**INFORMATION GIVEN:**
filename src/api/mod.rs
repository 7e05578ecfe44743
pub mod error;
pub mod handlers;
pub mod router;
pub mod types;

pub use error::ApiError;
pub use handlers::AppState;
pub use router::create_router;
pub use types::*;
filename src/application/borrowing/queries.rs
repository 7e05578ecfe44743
use crate::domain::{Borrowing, BorrowingId, Fine, MemberId};
use crate::ports::{BorrowingFilter, BorrowingSortField, Page, PageRequest};

use crate::application::dependencies::ServiceDependencies;
use crate::application::errors::{CirculationError, Result};
use crate::application::lookups::{load_borrowing, load_member};

/// 貸出一覧（絞り込み・ソート・ページング）
pub async fn list_borrowings(
    deps: &ServiceDependencies,
    filter: &BorrowingFilter,
    request: &PageRequest<BorrowingSortField>,
) -> Result<Page<Borrowing>> {
    deps.borrowings
        .find_page(filter, request)
        .await
        .map_err(CirculationError::StoreError)
}

pub async fn get_borrowing(deps: &ServiceDependencies, borrowing_id: &BorrowingId) -> Result<Borrowing> {
    load_borrowing(deps, borrowing_id).await
}

/// 会員の延滞金台帳（新しい順）
pub async fn fines_for_member(deps: &ServiceDependencies, member_id: MemberId) -> Result<Vec<Fine>> {
    load_member(deps, member_id).await?;
    deps.fines
        .find_by_member(member_id)
        .await
        .map_err(CirculationError::StoreError)
}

**TASK ITEM:**
Could you report all lines of the listing that hold "application"?

**ANSWER TO THE EXERCISE:**
filename src/application/borrowing/queries.rs
use crate::application::dependencies::ServiceDependencies;
use crate::application::errors::{CirculationError, Result};
use crate::application::lookups::{load_borrowing, load_member};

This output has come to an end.